_Task objective_
Give the records again exactly, with every character kept.

_Listed entries_
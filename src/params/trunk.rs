//! Trunk mesh resolution, taper and root crest parameters

use serde::{Deserialize, Serialize};

use crate::core::{Error, Result};
use crate::params::curve::Curve;
use crate::params::range::{validate_unit, MinMax};

/// How root crests are integrated into the trunk mesh
#[derive(Debug, Clone, Copy, PartialEq, Eq, Hash, Default, Serialize, Deserialize)]
pub enum IntegrationMode {
    /// Plain tapered cylinder
    #[default]
    None,
    /// Synthesize virtual crests around the base
    SimulateRoots,
    /// One crest per real root branch in the skeleton
    Adaptative,
}

#[derive(Debug, Clone, PartialEq, Serialize, Deserialize)]
#[serde(default)]
pub struct TrunkMeshParams {
    /// Ring segment count before the resolution factor
    pub base_radial_segments: u32,
    /// Multiplier on `base_radial_segments`, `[1, 4]`
    pub radial_resolution_factor: f32,
    /// Longitudinal section count before the resolution factor
    pub base_length_segments: u32,
    pub length_resolution_factor: f32,

    pub trunk_scale_at_base: f32,
    pub trunk_scale_at_top: f32,
    pub scale_curve: Curve,

    pub integration_mode: IntegrationMode,
    pub min_roots_count: u32,
    pub max_roots_count: u32,
    /// Crest length as a fraction of trunk height
    pub min_spread: f32,
    pub max_spread: f32,
    /// Angular jitter as a fraction of the spacing between crests, `[0, 1]`
    pub angle_variance: f32,
    /// Crest twist along its length, in turns
    pub twirl: f32,
    /// Upper bound on a crest's length, fraction of trunk height
    pub root_reach: f32,
    /// Outward exposure (fraction of ring radius) at the crest's base
    pub root_exposure_at_base: MinMax,
    /// Outward exposure at the crest's far end
    pub root_exposure_at_top: MinMax,
    pub root_scale_at_base: MinMax,
    pub root_scale_at_top: MinMax,
}

impl Default for TrunkMeshParams {
    fn default() -> Self {
        Self {
            base_radial_segments: 8,
            radial_resolution_factor: 1.0,
            base_length_segments: 8,
            length_resolution_factor: 1.0,
            trunk_scale_at_base: 1.0,
            trunk_scale_at_top: 1.0,
            scale_curve: Curve::linear(0.0, 1.0),
            integration_mode: IntegrationMode::None,
            min_roots_count: 3,
            max_roots_count: 5,
            min_spread: 0.1,
            max_spread: 0.2,
            angle_variance: 0.2,
            twirl: 0.0,
            root_reach: 0.25,
            root_exposure_at_base: MinMax::new(0.3, 0.5),
            root_exposure_at_top: MinMax::new(0.0, 0.1),
            root_scale_at_base: MinMax::fixed(1.0),
            root_scale_at_top: MinMax::fixed(1.0),
        }
    }
}

impl TrunkMeshParams {
    pub fn validate(&self) -> Result<()> {
        if self.base_radial_segments < 3 {
            return Err(Error::validation("trunk_mesh.base_radial_segments must be at least 3"));
        }
        if self.base_length_segments == 0 {
            return Err(Error::validation("trunk_mesh.base_length_segments must be at least 1"));
        }
        validate_unit("trunk_mesh.radial_resolution_factor", self.radial_resolution_factor, 1.0, 4.0)?;
        validate_unit("trunk_mesh.length_resolution_factor", self.length_resolution_factor, 0.0, f32::MAX)?;
        self.scale_curve.validate("trunk_mesh.scale_curve")?;
        if self.min_roots_count > self.max_roots_count {
            return Err(Error::validation(format!(
                "trunk_mesh: min_roots_count {} > max_roots_count {}",
                self.min_roots_count, self.max_roots_count
            )));
        }
        MinMax::new(self.min_spread, self.max_spread).validate_within("trunk_mesh.spread", 0.0, 1.0)?;
        validate_unit("trunk_mesh.angle_variance", self.angle_variance, 0.0, 1.0)?;
        validate_unit("trunk_mesh.root_reach", self.root_reach, 0.0, 1.0)?;
        self.root_exposure_at_base.validate_within("trunk_mesh.root_exposure_at_base", 0.0, f32::MAX)?;
        self.root_exposure_at_top.validate_within("trunk_mesh.root_exposure_at_top", 0.0, f32::MAX)?;
        self.root_scale_at_base.validate_within("trunk_mesh.root_scale_at_base", 0.0, f32::MAX)?;
        self.root_scale_at_top.validate_within("trunk_mesh.root_scale_at_top", 0.0, f32::MAX)?;
        Ok(())
    }

    /// Ring segment count after the resolution factor
    pub fn radial_segments(&self) -> u32 {
        ((self.base_radial_segments as f32 * self.radial_resolution_factor).round() as u32).max(3)
    }

    /// Longitudinal section count after the resolution factor
    pub fn length_segments(&self) -> u32 {
        ((self.base_length_segments as f32 * self.length_resolution_factor).round() as u32).max(1)
    }

    /// Global taper multiplier at normalized trunk height `t`
    pub fn trunk_scale_at(&self, t: f32) -> f32 {
        self.scale_curve.lerp(self.trunk_scale_at_base, self.trunk_scale_at_top, t)
    }
}

#[cfg(test)]
mod tests {
    use super::*;

    #[test]
    fn test_segments_with_factor() {
        let params = TrunkMeshParams {
            base_radial_segments: 6,
            radial_resolution_factor: 2.0,
            base_length_segments: 4,
            length_resolution_factor: 1.5,
            ..Default::default()
        };
        assert_eq!(params.radial_segments(), 12);
        assert_eq!(params.length_segments(), 6);
    }

    #[test]
    fn test_validate_rejects_factor() {
        let params = TrunkMeshParams { radial_resolution_factor: 5.0, ..Default::default() };
        assert!(params.validate().is_err());
        let params = TrunkMeshParams { min_roots_count: 6, max_roots_count: 2, ..Default::default() };
        assert!(params.validate().is_err());
        assert!(TrunkMeshParams::default().validate().is_ok());
    }
}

_Solution below_
filename src/params/trunk.rs
//! Trunk mesh resolution, taper and root crest parameters

use serde::{Deserialize, Serialize};

use crate::core::{Error, Result};
use crate::params::curve::Curve;
use crate::params::range::{validate_unit, MinMax};

/// How root crests are integrated into the trunk mesh
#[derive(Debug, Clone, Copy, PartialEq, Eq, Hash, Default, Serialize, Deserialize)]
pub enum IntegrationMode {
    /// Plain tapered cylinder
    #[default]
    None,
    /// Synthesize virtual crests around the base
    SimulateRoots,
    /// One crest per real root branch in the skeleton
    Adaptative,
}

#[derive(Debug, Clone, PartialEq, Serialize, Deserialize)]
#[serde(default)]
pub struct TrunkMeshParams {
    /// Ring segment count before the resolution factor
    pub base_radial_segments: u32,
    /// Multiplier on `base_radial_segments`, `[1, 4]`
    pub radial_resolution_factor: f32,
    /// Longitudinal section count before the resolution factor
    pub base_length_segments: u32,
    pub length_resolution_factor: f32,

    pub trunk_scale_at_base: f32,
    pub trunk_scale_at_top: f32,
    pub scale_curve: Curve,

    pub integration_mode: IntegrationMode,
    pub min_roots_count: u32,
    pub max_roots_count: u32,
    /// Crest length as a fraction of trunk height
    pub min_spread: f32,
    pub max_spread: f32,
    /// Angular jitter as a fraction of the spacing between crests, `[0, 1]`
    pub angle_variance: f32,
    /// Crest twist along its length, in turns
    pub twirl: f32,
    /// Upper bound on a crest's length, fraction of trunk height
    pub root_reach: f32,
    /// Outward exposure (fraction of ring radius) at the crest's base
    pub root_exposure_at_base: MinMax,
    /// Outward exposure at the crest's far end
    pub root_exposure_at_top: MinMax,
    pub root_scale_at_base: MinMax,
    pub root_scale_at_top: MinMax,
}

impl Default for TrunkMeshParams {
    fn default() -> Self {
        Self {
            base_radial_segments: 8,
            radial_resolution_factor: 1.0,
            base_length_segments: 8,
            length_resolution_factor: 1.0,
            trunk_scale_at_base: 1.0,
            trunk_scale_at_top: 1.0,
            scale_curve: Curve::linear(0.0, 1.0),
            integration_mode: IntegrationMode::None,
            min_roots_count: 3,
            max_roots_count: 5,
            min_spread: 0.1,
            max_spread: 0.2,
            angle_variance: 0.2,
            twirl: 0.0,
            root_reach: 0.25,
            root_exposure_at_base: MinMax::new(0.3, 0.5),
            root_exposure_at_top: MinMax::new(0.0, 0.1),
            root_scale_at_base: MinMax::fixed(1.0),
            root_scale_at_top: MinMax::fixed(1.0),
        }
    }
}

impl TrunkMeshParams {
    pub fn validate(&self) -> Result<()> {
        if self.base_radial_segments < 3 {
            return Err(Error::validation("trunk_mesh.base_radial_segments must be at least 3"));
        }
        if self.base_length_segments == 0 {
            return Err(Error::validation("trunk_mesh.base_length_segments must be at least 1"));
        }
        validate_unit("trunk_mesh.radial_resolution_factor", self.radial_resolution_factor, 1.0, 4.0)?;
        validate_unit("trunk_mesh.length_resolution_factor", self.length_resolution_factor, 0.0, f32::MAX)?;
        self.scale_curve.validate("trunk_mesh.scale_curve")?;
        if self.min_roots_count > self.max_roots_count {
            return Err(Error::validation(format!(
                "trunk_mesh: min_roots_count {} > max_roots_count {}",
                self.min_roots_count, self.max_roots_count
            )));
        }
        MinMax::new(self.min_spread, self.max_spread).validate_within("trunk_mesh.spread", 0.0, 1.0)?;
        validate_unit("trunk_mesh.angle_variance", self.angle_variance, 0.0, 1.0)?;
        validate_unit("trunk_mesh.root_reach", self.root_reach, 0.0, 1.0)?;
        self.root_exposure_at_base.validate_within("trunk_mesh.root_exposure_at_base", 0.0, f32::MAX)?;
        self.root_exposure_at_top.validate_within("trunk_mesh.root_exposure_at_top", 0.0, f32::MAX)?;
        self.root_scale_at_base.validate_within("trunk_mesh.root_scale_at_base", 0.0, f32::MAX)?;
        self.root_scale_at_top.validate_within("trunk_mesh.root_scale_at_top", 0.0, f32::MAX)?;
        Ok(())
    }

    /// Ring segment count after the resolution factor
    pub fn radial_segments(&self) -> u32 {
        ((self.base_radial_segments as f32 * self.radial_resolution_factor).round() as u32).max(3)
    }

    /// Longitudinal section count after the resolution factor
    pub fn length_segments(&self) -> u32 {
        ((self.base_length_segments as f32 * self.length_resolution_factor).round() as u32).max(1)
    }

    /// Global taper multiplier at normalized trunk height `t`
    pub fn trunk_scale_at(&self, t: f32) -> f32 {
        self.scale_curve.lerp(self.trunk_scale_at_base, self.trunk_scale_at_top, t)
    }
}

#[cfg(test)]
mod tests {
    use super::*;

    #[test]
    fn test_segments_with_factor() {
        let params = TrunkMeshParams {
            base_radial_segments: 6,
            radial_resolution_factor: 2.0,
            base_length_segments: 4,
            length_resolution_factor: 1.5,
            ..Default::default()
        };
        assert_eq!(params.radial_segments(), 12);
        assert_eq!(params.length_segments(), 6);
    }

    #[test]
    fn test_validate_rejects_factor() {
        let params = TrunkMeshParams { radial_resolution_factor: 5.0, ..Default::default() };
        assert!(params.validate().is_err());
        let params = TrunkMeshParams { min_roots_count: 6, max_roots_count: 2, ..Default::default() };
        assert!(params.validate().is_err());
        assert!(TrunkMeshParams::default().validate().is_ok());
    }
}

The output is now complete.